[Stored data]
☆ ☆ ☆
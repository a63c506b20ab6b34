use crate::facts::Progress;
use core::fmt::{Debug, Formatter};
use core::sync::atomic::{AtomicBool, Ordering};
use core::time::Duration;
use indicatif::{ProgressBar, ProgressDrawTarget, ProgressStyle};
use std::sync::{Arc, Mutex, PoisonError};
use std::time::Instant;
use tokio::task::JoinHandle;
use tokio::time::MissedTickBehavior;

type Snapshot = Box<dyn Fn() -> (u64, u64, String) + Send + Sync>;

const TICK: Duration = Duration::from_millis(100);

const TEMPLATE: &str = "{prefix:>12.bold.cyan} [{bar:25}] {msg}";
const TEMPLATE_NO_COLOR: &str = "{prefix:>12} [{bar:25}] {msg}";

/// State shared between the reporter handle and its ticker task.
struct Shared {
    bar: ProgressBar,
    show_at: Instant,
    shown: AtomicBool,
    snapshot: Mutex<Snapshot>,
}

impl Shared {
    /// Reveal the bar once the delay has passed, then redraw it from the latest snapshot.
    fn tick(&self) {
        if !self.shown.load(Ordering::Relaxed) {
            if Instant::now() < self.show_at {
                return;
            }

            self.shown.store(true, Ordering::Relaxed);
            self.bar.set_draw_target(ProgressDrawTarget::stderr_with_hz(10));
        }

        let (total, done, message) = {
            let snapshot = self.snapshot.lock().unwrap_or_else(PoisonError::into_inner);
            snapshot()
        };

        if total > 0 {
            self.bar.set_length(total);
            self.bar.set_position(done);
        }
        self.bar.set_message(message);
    }
}

async fn tick_forever(shared: Arc<Shared>) {
    let mut interval = tokio::time::interval(TICK);
    interval.set_missed_tick_behavior(MissedTickBehavior::Skip);

    #[expect(clippy::infinite_loop, reason = "aborted by done()")]
    loop {
        let _ = interval.tick().await;
        shared.tick();
    }
}

/// Request progress on stderr.
///
/// Short runs never show anything: the bar only appears once a run has lasted past the delay.
#[derive(Clone)]
pub struct ProgressReporter {
    shared: Arc<Shared>,
    ticker: Arc<JoinHandle<()>>,
    use_colors: bool,
}

impl ProgressReporter {
    /// Create a reporter whose bar stays hidden for `delay`.
    ///
    /// Must be called from within a tokio runtime.
    #[must_use]
    pub fn new(delay: Duration, use_colors: bool) -> Self {
        let bar = ProgressBar::with_draw_target(None, ProgressDrawTarget::hidden());
        let template = if use_colors { TEMPLATE } else { TEMPLATE_NO_COLOR };
        if let Ok(style) = ProgressStyle::default_bar().template(template) {
            bar.set_style(style.progress_chars("=> "));
        }

        let shared = Arc::new(Shared {
            bar,
            show_at: Instant::now() + delay,
            shown: AtomicBool::new(false),
            snapshot: Mutex::new(Box::new(|| (0, 0, String::new()))),
        });

        let ticker = tokio::spawn(tick_forever(Arc::clone(&shared)));

        Self {
            shared,
            ticker: Arc::new(ticker),
            use_colors,
        }
    }

    fn is_shown(&self) -> bool {
        self.shared.shown.load(Ordering::Relaxed)
    }
}

impl Progress for ProgressReporter {
    fn set_phase(&self, phase: &str) {
        self.shared.bar.set_prefix(phase.to_string());
    }

    fn set_determinate(&self, callback: Box<dyn Fn() -> (u64, u64, String) + Send + Sync + 'static>) {
        *self.shared.snapshot.lock().unwrap_or_else(PoisonError::into_inner) = callback;
        self.shared.bar.set_length(0);
        self.shared.bar.set_position(0);
    }

    fn println(&self, msg: &str) {
        self.shared.bar.suspend(|| eprintln!("{msg}"));
    }

    fn done(&self) {
        self.ticker.abort();
        if self.is_shown() {
            self.shared.bar.finish_and_clear();
        }
    }

    fn use_colors(&self) -> bool {
        self.use_colors
    }
}

impl Debug for ProgressReporter {
    fn fmt(&self, f: &mut Formatter<'_>) -> core::fmt::Result {
        f.debug_struct("ProgressReporter")
            .field("shown", &self.is_shown())
            .field("use_colors", &self.use_colors)
            .finish_non_exhaustive()
    }
}

#[cfg(test)]
mod tests {
    use super::*;

    #[tokio::test]
    async fn test_hidden_until_delay() {
        let reporter = ProgressReporter::new(Duration::from_secs(3600), false);
        reporter.set_phase("Querying");
        reporter.set_determinate(Box::new(|| (2, 1, "1/2 commits".to_string())));
        tokio::time::sleep(Duration::from_millis(250)).await;

        assert!(!reporter.is_shown());
        reporter.done();
    }

    #[tokio::test]
    async fn test_shown_after_delay() {
        let reporter = ProgressReporter::new(Duration::ZERO, false);
        reporter.set_determinate(Box::new(|| (4, 3, "3/4 details".to_string())));
        tokio::time::sleep(Duration::from_millis(250)).await;

        assert!(reporter.is_shown());
        assert_eq!(reporter.shared.bar.length(), Some(4));
        assert_eq!(reporter.shared.bar.position(), 3);
        reporter.done();
    }

    #[tokio::test]
    async fn test_use_colors_is_reported() {
        let reporter = ProgressReporter::new(Duration::from_secs(3600), true);
        assert!(reporter.use_colors());
        assert!(format!("{reporter:?}").contains("use_colors: true"));
        reporter.done();
    }
}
☆ ☆ ☆
## Instructions to follow
All of the entries above need to be reproduced verbatim.

## Your response
repository a63c506b20ab6b34
use crate::facts::Progress;
use core::fmt::{Debug, Formatter};
use core::sync::atomic::{AtomicBool, Ordering};
use core::time::Duration;
use indicatif::{ProgressBar, ProgressDrawTarget, ProgressStyle};
use std::sync::{Arc, Mutex, PoisonError};
use std::time::Instant;
use tokio::task::JoinHandle;
use tokio::time::MissedTickBehavior;

type Snapshot = Box<dyn Fn() -> (u64, u64, String) + Send + Sync>;

const TICK: Duration = Duration::from_millis(100);

const TEMPLATE: &str = "{prefix:>12.bold.cyan} [{bar:25}] {msg}";
const TEMPLATE_NO_COLOR: &str = "{prefix:>12} [{bar:25}] {msg}";

/// State shared between the reporter handle and its ticker task.
struct Shared {
    bar: ProgressBar,
    show_at: Instant,
    shown: AtomicBool,
    snapshot: Mutex<Snapshot>,
}

impl Shared {
    /// Reveal the bar once the delay has passed, then redraw it from the latest snapshot.
    fn tick(&self) {
        if !self.shown.load(Ordering::Relaxed) {
            if Instant::now() < self.show_at {
                return;
            }

            self.shown.store(true, Ordering::Relaxed);
            self.bar.set_draw_target(ProgressDrawTarget::stderr_with_hz(10));
        }

        let (total, done, message) = {
            let snapshot = self.snapshot.lock().unwrap_or_else(PoisonError::into_inner);
            snapshot()
        };

        if total > 0 {
            self.bar.set_length(total);
            self.bar.set_position(done);
        }
        self.bar.set_message(message);
    }
}

async fn tick_forever(shared: Arc<Shared>) {
    let mut interval = tokio::time::interval(TICK);
    interval.set_missed_tick_behavior(MissedTickBehavior::Skip);

    #[expect(clippy::infinite_loop, reason = "aborted by done()")]
    loop {
        let _ = interval.tick().await;
        shared.tick();
    }
}

/// Request progress on stderr.
///
/// Short runs never show anything: the bar only appears once a run has lasted past the delay.
#[derive(Clone)]
pub struct ProgressReporter {
    shared: Arc<Shared>,
    ticker: Arc<JoinHandle<()>>,
    use_colors: bool,
}

impl ProgressReporter {
    /// Create a reporter whose bar stays hidden for `delay`.
    ///
    /// Must be called from within a tokio runtime.
    #[must_use]
    pub fn new(delay: Duration, use_colors: bool) -> Self {
        let bar = ProgressBar::with_draw_target(None, ProgressDrawTarget::hidden());
        let template = if use_colors { TEMPLATE } else { TEMPLATE_NO_COLOR };
        if let Ok(style) = ProgressStyle::default_bar().template(template) {
            bar.set_style(style.progress_chars("=> "));
        }

        let shared = Arc::new(Shared {
            bar,
            show_at: Instant::now() + delay,
            shown: AtomicBool::new(false),
            snapshot: Mutex::new(Box::new(|| (0, 0, String::new()))),
        });

        let ticker = tokio::spawn(tick_forever(Arc::clone(&shared)));

        Self {
            shared,
            ticker: Arc::new(ticker),
            use_colors,
        }
    }

    fn is_shown(&self) -> bool {
        self.shared.shown.load(Ordering::Relaxed)
    }
}

impl Progress for ProgressReporter {
    fn set_phase(&self, phase: &str) {
        self.shared.bar.set_prefix(phase.to_string());
    }

    fn set_determinate(&self, callback: Box<dyn Fn() -> (u64, u64, String) + Send + Sync + 'static>) {
        *self.shared.snapshot.lock().unwrap_or_else(PoisonError::into_inner) = callback;
        self.shared.bar.set_length(0);
        self.shared.bar.set_position(0);
    }

    fn println(&self, msg: &str) {
        self.shared.bar.suspend(|| eprintln!("{msg}"));
    }

    fn done(&self) {
        self.ticker.abort();
        if self.is_shown() {
            self.shared.bar.finish_and_clear();
        }
    }

    fn use_colors(&self) -> bool {
        self.use_colors
    }
}

impl Debug for ProgressReporter {
    fn fmt(&self, f: &mut Formatter<'_>) -> core::fmt::Result {
        f.debug_struct("ProgressReporter")
            .field("shown", &self.is_shown())
            .field("use_colors", &self.use_colors)
            .finish_non_exhaustive()
    }
}

#[cfg(test)]
mod tests {
    use super::*;

    #[tokio::test]
    async fn test_hidden_until_delay() {
        let reporter = ProgressReporter::new(Duration::from_secs(3600), false);
        reporter.set_phase("Querying");
        reporter.set_determinate(Box::new(|| (2, 1, "1/2 commits".to_string())));
        tokio::time::sleep(Duration::from_millis(250)).await;

        assert!(!reporter.is_shown());
        reporter.done();
    }

    #[tokio::test]
    async fn test_shown_after_delay() {
        let reporter = ProgressReporter::new(Duration::ZERO, false);
        reporter.set_determinate(Box::new(|| (4, 3, "3/4 details".to_string())));
        tokio::time::sleep(Duration::from_millis(250)).await;

        assert!(reporter.is_shown());
        assert_eq!(reporter.shared.bar.length(), Some(4));
        assert_eq!(reporter.shared.bar.position(), 3);
        reporter.done();
    }

    #[tokio::test]
    async fn test_use_colors_is_reported() {
        let reporter = ProgressReporter::new(Duration::from_secs(3600), true);
        assert!(reporter.use_colors());
        assert!(format!("{reporter:?}").contains("use_colors: true"));
        reporter.done();
    }
}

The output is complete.